* **Work order**
Exactness is required throughout. Return every record once more.

* **Data listing**
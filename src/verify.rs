use crate::{flow::Flow, network::FlowNetwork};

/// Checks capacity bounds and conservation of a per-edge flow.
///
/// Every recorded edge must exist in the network and carry at most its
/// capacity; every vertex except source and sink must have equal inflow and
/// outflow.
pub fn is_flow_feasible(network: &FlowNetwork, flow: &Flow) -> bool {
    let nodes_count = network.num_vertices();
    if flow.nodes_count() != nodes_count {
        log::warn!(
            "Flow covers {} vertices, network has {}",
            flow.nodes_count(),
            nodes_count
        );
        return false;
    }

    let mut in_flow = vec![0u64; nodes_count];
    let mut out_flow = vec![0u64; nodes_count];

    for (node, head, amount) in flow.iter() {
        if head >= nodes_count {
            log::warn!("Flow edge {} -> {} leaves the network", node, head);
            return false;
        }
        let capacity = network.capacity(node, head);
        if amount > capacity {
            log::warn!(
                "Flow {} on {} -> {} exceeds capacity {}",
                amount,
                node,
                head,
                capacity
            );
            return false;
        }
        let (Some(out_total), Some(in_total)) = (
            out_flow[node].checked_add(amount),
            in_flow[head].checked_add(amount),
        ) else {
            log::warn!(
                "Flow through {} -> {} overflows the vertex totals",
                node,
                head
            );
            return false;
        };
        out_flow[node] = out_total;
        in_flow[head] = in_total;
    }

    for node in 0..nodes_count {
        if node == network.source() || node == network.dest() {
            continue;
        }
        if in_flow[node] != out_flow[node] {
            log::warn!(
                "Conservation broken at vertex {}: inflow {}, outflow {}",
                node,
                in_flow[node],
                out_flow[node]
            );
            return false;
        }
    }

    true
}

/// Same check for a skew-symmetric flow matrix, where `matrix[u][v]` is
/// the net flow from `u` to `v`.
pub fn is_skew_flow_feasible(network: &FlowNetwork, matrix: &[Vec<i64>]) -> bool {
    let nodes_count = network.num_vertices();
    if matrix.len() != nodes_count || matrix.iter().any(|row| row.len() != nodes_count) {
        log::warn!("Flow matrix is not {}x{}", nodes_count, nodes_count);
        return false;
    }

    for u in 0..nodes_count {
        for v in 0..nodes_count {
            if matrix[u][v] as i128 != -(matrix[v][u] as i128) {
                log::warn!(
                    "Flow matrix not skew-symmetric at ({}, {}): {} vs {}",
                    u,
                    v,
                    matrix[u][v],
                    matrix[v][u]
                );
                return false;
            }
            let capacity = network.capacity(u, v);
            if matrix[u][v] > 0 && matrix[u][v] as u64 > capacity {
                log::warn!(
                    "Flow {} on {} -> {} exceeds capacity {}",
                    matrix[u][v],
                    u,
                    v,
                    capacity
                );
                return false;
            }
        }
    }

    for u in 0..nodes_count {
        if u == network.source() || u == network.dest() {
            continue;
        }
        let balance: i128 = matrix[u].iter().map(|&amount| amount as i128).sum();
        if balance != 0 {
            log::warn!("Conservation broken at vertex {}: net outflow {}", u, balance);
            return false;
        }
    }

    true
}

#[cfg(test)]
mod tests {
    use super::*;

    fn diamond() -> FlowNetwork {
        let mut network = FlowNetwork::new(4, 0, 3).unwrap();
        network.add_edge(0, 1, 2).unwrap();
        network.add_edge(0, 2, 3).unwrap();
        network.add_edge(1, 3, 1).unwrap();
        network.add_edge(2, 3, 2).unwrap();
        network
    }

    #[test]
    fn accepts_maximum_and_zero_flows() {
        let network = diamond();
        let flow = Flow::from_edges(4, &[(0, 1, 1), (0, 2, 2), (1, 3, 1), (2, 3, 2)]);
        assert!(is_flow_feasible(&network, &flow));
        assert!(is_skew_flow_feasible(&network, &flow.to_skew_matrix()));
        assert!(is_flow_feasible(&network, &Flow::new(4)));
    }

    #[test]
    fn rejects_over_capacity() {
        let network = diamond();
        let flow = Flow::from_edges(4, &[(0, 1, 2), (0, 2, 1), (1, 3, 2), (2, 3, 1)]);
        assert!(!is_flow_feasible(&network, &flow));
        assert!(!is_skew_flow_feasible(&network, &flow.to_skew_matrix()));
    }

    #[test]
    fn rejects_flow_on_missing_edge() {
        let network = diamond();
        let flow = Flow::from_edges(4, &[(0, 1, 1), (1, 2, 1), (2, 3, 1)]);
        assert!(!is_flow_feasible(&network, &flow));
    }

    #[test]
    fn rejects_broken_conservation() {
        let network = diamond();
        // Vertex 2 receives 3 units and forwards only 2.
        let flow = Flow::from_edges(4, &[(0, 1, 1), (0, 2, 3), (1, 3, 1), (2, 3, 2)]);
        assert!(!is_flow_feasible(&network, &flow));
        assert!(!is_skew_flow_feasible(&network, &flow.to_skew_matrix()));
    }

    #[test]
    fn rejects_non_skew_matrix() {
        let network = diamond();
        let mut matrix = Flow::from_edges(4, &[(0, 1, 1), (1, 3, 1)]).to_skew_matrix();
        assert!(is_skew_flow_feasible(&network, &matrix));

        matrix[1][0] = 0;
        assert!(!is_skew_flow_feasible(&network, &matrix));
    }

    #[test]
    fn rejects_overflowing_vertex_totals() {
        let mut network = FlowNetwork::new(4, 0, 3).unwrap();
        network.add_edge(0, 2, u64::MAX).unwrap();
        network.add_edge(1, 2, u64::MAX).unwrap();
        network.add_edge(2, 3, u64::MAX).unwrap();

        // Every edge is within capacity but vertex 2 would receive 2 * u64::MAX.
        let flow = Flow::from_edges(4, &[(0, 2, u64::MAX), (1, 2, u64::MAX), (2, 3, u64::MAX)]);
        assert!(!is_flow_feasible(&network, &flow));
    }

    #[test]
    fn skew_check_handles_extreme_entries() {
        let mut network = FlowNetwork::new(3, 0, 2).unwrap();
        network.add_edge(0, 1, u64::MAX).unwrap();
        network.add_edge(1, 2, u64::MAX).unwrap();

        let mut matrix = vec![vec![0i64; 3]; 3];
        matrix[0][1] = i64::MIN;
        assert!(!is_skew_flow_feasible(&network, &matrix));

        let matrix = Flow::from_edges(3, &[(0, 1, i64::MAX as u64), (1, 2, i64::MAX as u64)])
            .to_skew_matrix();
        assert!(is_skew_flow_feasible(&network, &matrix));

        // Skew-symmetric and within capacity, but vertex 1 sums past the i64 range.
        let mut network = FlowNetwork::new(4, 0, 3).unwrap();
        network.add_edge(0, 1, u64::MAX).unwrap();
        network.add_edge(2, 1, u64::MAX).unwrap();
        let matrix = vec![
            vec![0, i64::MAX, 0, 0],
            vec![-i64::MAX, 0, -i64::MAX, 0],
            vec![0, i64::MAX, 0, 0],
            vec![0, 0, 0, 0],
        ];
        assert!(!is_skew_flow_feasible(&network, &matrix));
    }

    #[test]
    fn rejects_mismatched_shapes() {
        let network = diamond();
        assert!(!is_flow_feasible(&network, &Flow::new(3)));
        assert!(!is_skew_flow_feasible(&network, &vec![vec![0; 4]; 3]));
    }
}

* **Solution to the exercise**
filename src/verify.rs
use crate::{flow::Flow, network::FlowNetwork};

/// Checks capacity bounds and conservation of a per-edge flow.
///
/// Every recorded edge must exist in the network and carry at most its
/// capacity; every vertex except source and sink must have equal inflow and
/// outflow.
pub fn is_flow_feasible(network: &FlowNetwork, flow: &Flow) -> bool {
    let nodes_count = network.num_vertices();
    if flow.nodes_count() != nodes_count {
        log::warn!(
            "Flow covers {} vertices, network has {}",
            flow.nodes_count(),
            nodes_count
        );
        return false;
    }

    let mut in_flow = vec![0u64; nodes_count];
    let mut out_flow = vec![0u64; nodes_count];

    for (node, head, amount) in flow.iter() {
        if head >= nodes_count {
            log::warn!("Flow edge {} -> {} leaves the network", node, head);
            return false;
        }
        let capacity = network.capacity(node, head);
        if amount > capacity {
            log::warn!(
                "Flow {} on {} -> {} exceeds capacity {}",
                amount,
                node,
                head,
                capacity
            );
            return false;
        }
        let (Some(out_total), Some(in_total)) = (
            out_flow[node].checked_add(amount),
            in_flow[head].checked_add(amount),
        ) else {
            log::warn!(
                "Flow through {} -> {} overflows the vertex totals",
                node,
                head
            );
            return false;
        };
        out_flow[node] = out_total;
        in_flow[head] = in_total;
    }

    for node in 0..nodes_count {
        if node == network.source() || node == network.dest() {
            continue;
        }
        if in_flow[node] != out_flow[node] {
            log::warn!(
                "Conservation broken at vertex {}: inflow {}, outflow {}",
                node,
                in_flow[node],
                out_flow[node]
            );
            return false;
        }
    }

    true
}

/// Same check for a skew-symmetric flow matrix, where `matrix[u][v]` is
/// the net flow from `u` to `v`.
pub fn is_skew_flow_feasible(network: &FlowNetwork, matrix: &[Vec<i64>]) -> bool {
    let nodes_count = network.num_vertices();
    if matrix.len() != nodes_count || matrix.iter().any(|row| row.len() != nodes_count) {
        log::warn!("Flow matrix is not {}x{}", nodes_count, nodes_count);
        return false;
    }

    for u in 0..nodes_count {
        for v in 0..nodes_count {
            if matrix[u][v] as i128 != -(matrix[v][u] as i128) {
                log::warn!(
                    "Flow matrix not skew-symmetric at ({}, {}): {} vs {}",
                    u,
                    v,
                    matrix[u][v],
                    matrix[v][u]
                );
                return false;
            }
            let capacity = network.capacity(u, v);
            if matrix[u][v] > 0 && matrix[u][v] as u64 > capacity {
                log::warn!(
                    "Flow {} on {} -> {} exceeds capacity {}",
                    matrix[u][v],
                    u,
                    v,
                    capacity
                );
                return false;
            }
        }
    }

    for u in 0..nodes_count {
        if u == network.source() || u == network.dest() {
            continue;
        }
        let balance: i128 = matrix[u].iter().map(|&amount| amount as i128).sum();
        if balance != 0 {
            log::warn!("Conservation broken at vertex {}: net outflow {}", u, balance);
            return false;
        }
    }

    true
}

#[cfg(test)]
mod tests {
    use super::*;

    fn diamond() -> FlowNetwork {
        let mut network = FlowNetwork::new(4, 0, 3).unwrap();
        network.add_edge(0, 1, 2).unwrap();
        network.add_edge(0, 2, 3).unwrap();
        network.add_edge(1, 3, 1).unwrap();
        network.add_edge(2, 3, 2).unwrap();
        network
    }

    #[test]
    fn accepts_maximum_and_zero_flows() {
        let network = diamond();
        let flow = Flow::from_edges(4, &[(0, 1, 1), (0, 2, 2), (1, 3, 1), (2, 3, 2)]);
        assert!(is_flow_feasible(&network, &flow));
        assert!(is_skew_flow_feasible(&network, &flow.to_skew_matrix()));
        assert!(is_flow_feasible(&network, &Flow::new(4)));
    }

    #[test]
    fn rejects_over_capacity() {
        let network = diamond();
        let flow = Flow::from_edges(4, &[(0, 1, 2), (0, 2, 1), (1, 3, 2), (2, 3, 1)]);
        assert!(!is_flow_feasible(&network, &flow));
        assert!(!is_skew_flow_feasible(&network, &flow.to_skew_matrix()));
    }

    #[test]
    fn rejects_flow_on_missing_edge() {
        let network = diamond();
        let flow = Flow::from_edges(4, &[(0, 1, 1), (1, 2, 1), (2, 3, 1)]);
        assert!(!is_flow_feasible(&network, &flow));
    }

    #[test]
    fn rejects_broken_conservation() {
        let network = diamond();
        // Vertex 2 receives 3 units and forwards only 2.
        let flow = Flow::from_edges(4, &[(0, 1, 1), (0, 2, 3), (1, 3, 1), (2, 3, 2)]);
        assert!(!is_flow_feasible(&network, &flow));
        assert!(!is_skew_flow_feasible(&network, &flow.to_skew_matrix()));
    }

    #[test]
    fn rejects_non_skew_matrix() {
        let network = diamond();
        let mut matrix = Flow::from_edges(4, &[(0, 1, 1), (1, 3, 1)]).to_skew_matrix();
        assert!(is_skew_flow_feasible(&network, &matrix));

        matrix[1][0] = 0;
        assert!(!is_skew_flow_feasible(&network, &matrix));
    }

    #[test]
    fn rejects_overflowing_vertex_totals() {
        let mut network = FlowNetwork::new(4, 0, 3).unwrap();
        network.add_edge(0, 2, u64::MAX).unwrap();
        network.add_edge(1, 2, u64::MAX).unwrap();
        network.add_edge(2, 3, u64::MAX).unwrap();

        // Every edge is within capacity but vertex 2 would receive 2 * u64::MAX.
        let flow = Flow::from_edges(4, &[(0, 2, u64::MAX), (1, 2, u64::MAX), (2, 3, u64::MAX)]);
        assert!(!is_flow_feasible(&network, &flow));
    }

    #[test]
    fn skew_check_handles_extreme_entries() {
        let mut network = FlowNetwork::new(3, 0, 2).unwrap();
        network.add_edge(0, 1, u64::MAX).unwrap();
        network.add_edge(1, 2, u64::MAX).unwrap();

        let mut matrix = vec![vec![0i64; 3]; 3];
        matrix[0][1] = i64::MIN;
        assert!(!is_skew_flow_feasible(&network, &matrix));

        let matrix = Flow::from_edges(3, &[(0, 1, i64::MAX as u64), (1, 2, i64::MAX as u64)])
            .to_skew_matrix();
        assert!(is_skew_flow_feasible(&network, &matrix));

        // Skew-symmetric and within capacity, but vertex 1 sums past the i64 range.
        let mut network = FlowNetwork::new(4, 0, 3).unwrap();
        network.add_edge(0, 1, u64::MAX).unwrap();
        network.add_edge(2, 1, u64::MAX).unwrap();
        let matrix = vec![
            vec![0, i64::MAX, 0, 0],
            vec![-i64::MAX, 0, -i64::MAX, 0],
            vec![0, i64::MAX, 0, 0],
            vec![0, 0, 0, 0],
        ];
        assert!(!is_skew_flow_feasible(&network, &matrix));
    }

    #[test]
    fn rejects_mismatched_shapes() {
        let network = diamond();
        assert!(!is_flow_feasible(&network, &Flow::new(3)));
        assert!(!is_skew_flow_feasible(&network, &vec![vec![0; 4]; 3]));
    }
}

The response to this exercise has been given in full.